Every element has one or more isotopes that have unstable nuclei that are subject to radioactive decay, causing the nucleus to emit particles or electromagnetic radiation. Radioactivity can occur when the radius of a nucleus is large compared with the radius of the strong force, which only acts over distances on the order of 1 fm.
- Alpha decay is caused when the nucleus emits an alpha particle, which is a helium nucleus consisting of two protons and two neutrons. The result of the emission is a new element with a lower atomic number.
- Beta decay is regulated by the weak force, and results from a transformation of a neutron into a proton, or a proton into a neutron. The first is accompanied by the emission of an electron and an antineutrino, while the second causes the emission of a positron and a neutrino. The electron or positron emissions are called beta particles. Beta decay either increases or decreases the atomic number of the nucleus by one.
- Gamma decay results from a change in the energy level of the nucleus to a lower state, resulting in the emission of electromagnetic radiation. This can occur following the emission of an alpha or a beta particle from radioactive decay.

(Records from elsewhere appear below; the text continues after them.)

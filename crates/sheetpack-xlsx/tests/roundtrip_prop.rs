use proptest::prelude::*;
use sheetpack_model::{CellRef, CellValue, Workbook};
use sheetpack_xlsx::{load_from_bytes, write_to_vec, SpreadsheetDocument};

fn roundtrip_single_cell(value: CellValue) -> CellValue {
    let mut wb = Workbook::new();
    let ws_id = wb.add_sheet("Sheet1");
    wb.sheet_mut(ws_id)
        .unwrap()
        .set_value(CellRef::new(0, 0), value);

    let bytes = write_to_vec(&SpreadsheetDocument::new(wb)).unwrap();
    let loaded = load_from_bytes(&bytes).unwrap();
    loaded
        .workbook
        .sheet_by_name("Sheet1")
        .unwrap()
        .cell(CellRef::new(0, 0))
        .map(|c| c.value.clone())
        .unwrap_or(CellValue::Empty)
}

proptest! {
    #[test]
    fn finite_numbers_roundtrip_exactly(n in proptest::num::f64::NORMAL | proptest::num::f64::ZERO) {
        prop_assert_eq!(roundtrip_single_cell(CellValue::Number(n)), CellValue::Number(n));
    }

    #[test]
    fn text_with_markup_characters_roundtrips(
        s in "[a-zA-Z0-9 <>&\"'#;=]{1,24}"
    ) {
        // Leading/trailing spaces exercise the whitespace-preservation flag.
        prop_assert_eq!(
            roundtrip_single_cell(CellValue::Text(s.clone())),
            CellValue::Text(s)
        );
    }

    #[test]
    fn booleans_roundtrip(b in any::<bool>()) {
        prop_assert_eq!(roundtrip_single_cell(CellValue::Boolean(b)), CellValue::Boolean(b));
    }
}
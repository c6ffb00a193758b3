use serde::{Deserialize, Serialize};

use crate::Color;

/// Rich (multi-style) text representation.
///
/// The `text` field contains the full string content. `runs` contains style
/// overrides applied to ranges in `text`.
///
/// ## Indexing
/// Run `start`/`end` offsets are **Unicode scalar value** (`char`) indices into
/// `text` (not UTF-8 byte offsets). This makes indices stable across UTF-8
/// encodings but still does not correspond to user-perceived grapheme clusters.
///
/// ## Equality
/// Equality (and hashing, for shared-string interning) covers the visible
/// text, the style runs, and the phonetic annotation: two entries with the
/// same text but different ruby text must not collapse into one pool slot.
#[derive(Clone, Debug, Default, PartialEq, Eq, Hash, Serialize, Deserialize)]
pub struct RichText {
    pub text: String,
    pub runs: Vec<RichTextRun>,
    #[serde(default, skip_serializing_if = "Option::is_none")]
    pub phonetic: Option<String>,
}

impl RichText {
    pub fn new(text: impl Into<String>) -> Self {
        Self {
            text: text.into(),
            runs: Vec::new(),
            phonetic: None,
        }
    }

    pub fn plain_text(&self) -> &str {
        &self.text
    }

    pub fn is_plain(&self) -> bool {
        self.runs.is_empty()
    }

    pub fn char_len(&self) -> usize {
        self.text.chars().count()
    }

    pub fn from_segments(segments: impl IntoIterator<Item = (String, RichTextRunStyle)>) -> Self {
        let mut text = String::new();
        let mut runs = Vec::new();
        let mut cursor = 0usize;

        for (segment_text, style) in segments {
            let start = cursor;
            cursor += segment_text.chars().count();
            let end = cursor;
            text.push_str(&segment_text);
            runs.push(RichTextRun { start, end, style });
        }

        Self {
            text,
            runs,
            phonetic: None,
        }
    }

    pub fn slice_run_text(&self, run: &RichTextRun) -> &str {
        slice_by_char_range(&self.text, run.start, run.end)
    }
}

impl From<&str> for RichText {
    fn from(value: &str) -> Self {
        RichText::new(value)
    }
}

impl From<String> for RichText {
    fn from(value: String) -> Self {
        RichText::new(value)
    }
}

#[derive(Clone, Debug, Default, PartialEq, Eq, Hash, Serialize, Deserialize)]
pub struct RichTextRun {
    pub start: usize,
    pub end: usize,
    pub style: RichTextRunStyle,
}

#[derive(Clone, Debug, Default, PartialEq, Eq, Hash, Serialize, Deserialize)]
pub struct RichTextRunStyle {
    pub bold: Option<bool>,
    pub italic: Option<bool>,
    pub underline: Option<Underline>,
    pub color: Option<Color>,
    pub font: Option<String>,
    /// Font size in 1/100 points (e.g. 1100 = 11pt), matching [`crate::Font`].
    pub size_100pt: Option<u16>,
}

impl RichTextRunStyle {
    pub fn is_empty(&self) -> bool {
        self.bold.is_none()
            && self.italic.is_none()
            && self.underline.is_none()
            && self.color.is_none()
            && self.font.is_none()
            && self.size_100pt.is_none()
    }
}

#[derive(Clone, Copy, Debug, PartialEq, Eq, Hash, Serialize, Deserialize)]
#[serde(rename_all = "snake_case")]
pub enum Underline {
    Single,
    Double,
    SingleAccounting,
    DoubleAccounting,
    None,
}

impl Underline {
    pub fn from_ooxml(val: Option<&str>) -> Option<Self> {
        match val {
            None => Some(Underline::Single),
            Some("single") => Some(Underline::Single),
            Some("double") => Some(Underline::Double),
            Some("singleAccounting") => Some(Underline::SingleAccounting),
            Some("doubleAccounting") => Some(Underline::DoubleAccounting),
            Some("none") => Some(Underline::None),
            _ => None,
        }
    }

    pub fn to_ooxml(self) -> Option<&'static str> {
        match self {
            Underline::Single => None,
            Underline::Double => Some("double"),
            Underline::SingleAccounting => Some("singleAccounting"),
            Underline::DoubleAccounting => Some("doubleAccounting"),
            Underline::None => Some("none"),
        }
    }
}

fn slice_by_char_range(text: &str, start: usize, end: usize) -> &str {
    if start == end {
        return "";
    }

    let mut start_byte = None;
    let mut end_byte = None;

    for (i, (byte_idx, _ch)) in text.char_indices().enumerate() {
        if i == start {
            start_byte = Some(byte_idx);
        }
        if i == end {
            end_byte = Some(byte_idx);
            break;
        }
    }

    let start_byte = start_byte.unwrap_or(text.len());
    let end_byte = end_byte.unwrap_or(text.len());

    &text[start_byte..end_byte]
}

#[cfg(test)]
mod tests {
    use super::*;

    #[test]
    fn from_segments_builds_runs_with_char_indices() {
        let rt = RichText::from_segments(vec![
            ("Hi ".to_string(), RichTextRunStyle::default()),
            (
                "世界".to_string(),
                RichTextRunStyle {
                    bold: Some(true),
                    ..Default::default()
                },
            ),
        ]);

        assert_eq!(rt.text, "Hi 世界");
        assert_eq!(rt.runs.len(), 2);
        assert_eq!(rt.runs[0].start, 0);
        assert_eq!(rt.runs[0].end, 3);
        assert_eq!(rt.runs[1].start, 3);
        assert_eq!(rt.runs[1].end, 5);
        assert_eq!(rt.slice_run_text(&rt.runs[1]), "世界");
    }

    #[test]
    fn phonetic_annotation_affects_equality() {
        let plain = RichText::new("Base");
        let mut annotated = RichText::new("Base");
        annotated.phonetic = Some("ベース".to_string());
        assert_ne!(plain, annotated);
    }
}
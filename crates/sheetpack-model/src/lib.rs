//! `sheetpack-model` defines the core in-memory spreadsheet data structures.
//!
//! The crate is intentionally self-contained so it can be reused by:
//! - the `.xlsx` codec layer (`sheetpack-xlsx`)
//! - tooling that inspects or mutates workbooks without touching the wire format
//!
//! A [`Workbook`] owns its worksheets plus the registries shared across them:
//! the deduplicating [`StyleTable`], and the [`DateSystem`] used to interpret
//! serial date values. Shared-string interning lives in [`SharedStringPool`];
//! the codec rebuilds it from scratch on every save.

mod address;
mod cell;
mod date_serial;
mod error_value;
pub mod formula_shift;
pub mod number_format;
mod rich_text;
mod shared_string_pool;
mod style;
mod value;
mod workbook;
mod worksheet;

pub use address::{A1ParseError, CellRef, Range, RangeIter, RangeParseError};
pub use cell::{Cell, CellFormula, CellKey, FormulaKind, EXCEL_MAX_COLS, EXCEL_MAX_ROWS};
pub use date_serial::{
    datetime_from_serial, days_from_duration, duration_from_days, duration_from_serial,
    serial_from_datetime, serial_from_duration, DateSystem, EXCEL_1904_EPOCH_SHIFT_DAYS,
};
pub use error_value::ErrorValue;
pub use rich_text::{RichText, RichTextRun, RichTextRunStyle, Underline};
pub use shared_string_pool::SharedStringPool;
pub use style::{
    Alignment, Border, BorderEdge, BorderStyle, Color, Fill, FillPattern, Font,
    HorizontalAlignment, NumberFormat, Protection, Style, StyleTable, UnknownStyleId,
    VerticalAlignment,
};
pub use value::CellValue;
pub use workbook::{DefinedName, DefinedNameScope, DeleteSheetError, RenameSheetError, Workbook};
pub use worksheet::{ColProperties, RowProperties, Worksheet, WorksheetId};
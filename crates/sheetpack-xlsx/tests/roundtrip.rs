use chrono::NaiveDate;
use pretty_assertions::assert_eq;
use sheetpack_model::{
    CellRef, CellValue, Color, ErrorValue, Fill, FillPattern, Font, NumberFormat, Style, Workbook,
};
use sheetpack_xlsx::{load_from_bytes, write_to_vec, SpreadsheetDocument};

fn a1(s: &str) -> CellRef {
    CellRef::from_a1(s).unwrap()
}

#[test]
fn values_and_types_survive_a_round_trip() {
    let mut wb = Workbook::new();
    let ws_id = wb.add_sheet("Data");

    let date_style = wb.intern_style(Style {
        number_format: Some(NumberFormat::Custom("yyyy-mm-dd".to_string())),
        ..Default::default()
    });
    let duration_style = wb.intern_style(Style {
        number_format: Some(NumberFormat::Custom("[h]:mm:ss".to_string())),
        ..Default::default()
    });

    let moment = NaiveDate::from_ymd_opt(2021, 7, 14)
        .unwrap()
        .and_hms_opt(9, 30, 0)
        .unwrap();
    let elapsed = chrono::Duration::hours(26) + chrono::Duration::minutes(15);

    let ws = wb.sheet_mut(ws_id).unwrap();
    ws.set_value(a1("A1"), CellValue::Number(42.5));
    ws.set_value(a1("A2"), CellValue::Boolean(true));
    ws.set_value(a1("A3"), CellValue::Text("plain".to_string()));
    ws.set_value(a1("A4"), CellValue::Error(ErrorValue::Div0));
    ws.set_value(a1("A5"), CellValue::DateTime(moment));
    ws.set_style_id(a1("A5"), date_style);
    ws.set_value(a1("A6"), CellValue::Duration(elapsed));
    ws.set_style_id(a1("A6"), duration_style);
    ws.set_value(a1("A7"), CellValue::Text("  padded  ".to_string()));
    ws.set_value(a1("A8"), CellValue::Text("inline".to_string()));
    ws.set_share_string(a1("A8"), false);

    let bytes = write_to_vec(&SpreadsheetDocument::new(wb)).unwrap();
    let loaded = load_from_bytes(&bytes).unwrap();
    let sheet = loaded.workbook.sheet_by_name("Data").unwrap();

    assert_eq!(sheet.cell(a1("A1")).unwrap().value, CellValue::Number(42.5));
    assert_eq!(
        sheet.cell(a1("A2")).unwrap().value,
        CellValue::Boolean(true)
    );
    assert_eq!(
        sheet.cell(a1("A3")).unwrap().value,
        CellValue::Text("plain".to_string())
    );
    assert_eq!(
        sheet.cell(a1("A4")).unwrap().value,
        CellValue::Error(ErrorValue::Div0)
    );
    assert_eq!(
        sheet.cell(a1("A5")).unwrap().value,
        CellValue::DateTime(moment),
        "date cells are reconstructed from the format-driven inference"
    );
    assert_eq!(
        sheet.cell(a1("A6")).unwrap().value,
        CellValue::Duration(elapsed)
    );
    assert_eq!(
        sheet.cell(a1("A7")).unwrap().value,
        CellValue::Text("  padded  ".to_string()),
        "significant whitespace must survive via xml:space"
    );

    let inline = sheet.cell(a1("A8")).unwrap();
    assert_eq!(inline.value, CellValue::Text("inline".to_string()));
    assert!(!inline.share_string, "inline cells stay inline");
}

#[test]
fn resolved_styles_survive_a_round_trip() {
    let mut wb = Workbook::new();
    let ws_id = wb.add_sheet("Styled");

    let style = Style {
        font: Some(Font {
            bold: true,
            color: Some(Color::Argb(0xFF336699)),
            ..Default::default()
        }),
        fill: Some(Fill {
            pattern: FillPattern::Solid,
            fg_color: Some(Color::Argb(0xFFFFFF00)),
            bg_color: None,
        }),
        number_format: Some(NumberFormat::Custom("0.000".to_string())),
        ..Default::default()
    };
    let style_id = wb.intern_style(style.clone());
    let ws = wb.sheet_mut(ws_id).unwrap();
    ws.set_value(a1("B2"), CellValue::Number(1.25));
    ws.set_style_id(a1("B2"), style_id);
    // Two cells, one style: dedup must hold across the round trip.
    ws.set_value(a1("B3"), CellValue::Number(2.5));
    ws.set_style_id(a1("B3"), style_id);

    let bytes = write_to_vec(&SpreadsheetDocument::new(wb)).unwrap();
    let loaded = load_from_bytes(&bytes).unwrap();
    let sheet = loaded.workbook.sheet_by_name("Styled").unwrap();

    let b2 = sheet.cell(a1("B2")).unwrap();
    let b3 = sheet.cell(a1("B3")).unwrap();
    assert_eq!(
        b2.style_id, b3.style_id,
        "structurally equal styles intern to one id"
    );
    assert_eq!(loaded.workbook.styles.get(b2.style_id), Some(&style));
}

#[test]
fn date_system_1904_round_trips_the_same_instant() {
    let moment = NaiveDate::from_ymd_opt(2020, 2, 29)
        .unwrap()
        .and_hms_opt(18, 0, 0)
        .unwrap();

    for date_system in [
        sheetpack_model::DateSystem::Excel1900,
        sheetpack_model::DateSystem::Excel1904,
    ] {
        let mut wb = Workbook::new();
        wb.date_system = date_system;
        let ws_id = wb.add_sheet("Dates");
        let style = wb.intern_style(Style {
            number_format: Some(NumberFormat::Custom("yyyy-mm-dd hh:mm".to_string())),
            ..Default::default()
        });
        let ws = wb.sheet_mut(ws_id).unwrap();
        ws.set_value(a1("A1"), CellValue::DateTime(moment));
        ws.set_style_id(a1("A1"), style);

        let bytes = write_to_vec(&SpreadsheetDocument::new(wb)).unwrap();
        let loaded = load_from_bytes(&bytes).unwrap();
        assert_eq!(loaded.workbook.date_system, date_system);
        let sheet = loaded.workbook.sheet_by_name("Dates").unwrap();
        assert_eq!(
            sheet.cell(a1("A1")).unwrap().value,
            CellValue::DateTime(moment),
            "the 1904 shift must be applied exactly once per direction"
        );
    }
}

#[test]
fn second_save_is_stable() {
    let mut wb = Workbook::new();
    let ws_id = wb.add_sheet("Data");
    let ws = wb.sheet_mut(ws_id).unwrap();
    ws.set_value(a1("A1"), CellValue::Text("Hello".to_string()));
    ws.set_value(a1("B1"), CellValue::Number(7.0));
    ws.set_formula(a1("C1"), Some("A1&B1".to_string()));

    let first = write_to_vec(&SpreadsheetDocument::new(wb)).unwrap();
    let doc = load_from_bytes(&first).unwrap();
    let second = write_to_vec(&doc).unwrap();
    let reloaded = load_from_bytes(&second).unwrap();

    let sheet = reloaded.workbook.sheet_by_name("Data").unwrap();
    assert_eq!(
        sheet.cell(a1("A1")).unwrap().value,
        CellValue::Text("Hello".to_string())
    );
    assert_eq!(sheet.formula(a1("C1")), Some("A1&B1"));
}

Each radioactive isotope has a characteristic decay time period—the half-life—that is determined by the amount of time needed for half of a sample to decay. This is an exponential decay process that steadily decreases the proportion of the remaining isotope by 50% every half life. Hence after two half-lives have passed only 25% of the isotope will be present, and so forth.
Elementary particles possess an intrinsic quantum mechanical property known as spin. This is analogous to the angular momentum of an object that is spinning around its center of mass, although strictly speaking these particles are believed to be point-like and cannot be said to be rotating. Spin is measured in units of the reduced Planck constant (), with electrons, protons and neutrons all having spin ½ , or "spin-½". In an atom, electrons in motion around the nucleus possess orbital angular momentum in addition to their spin, while the nucleus itself possesses angular momentum due to its nuclear spin.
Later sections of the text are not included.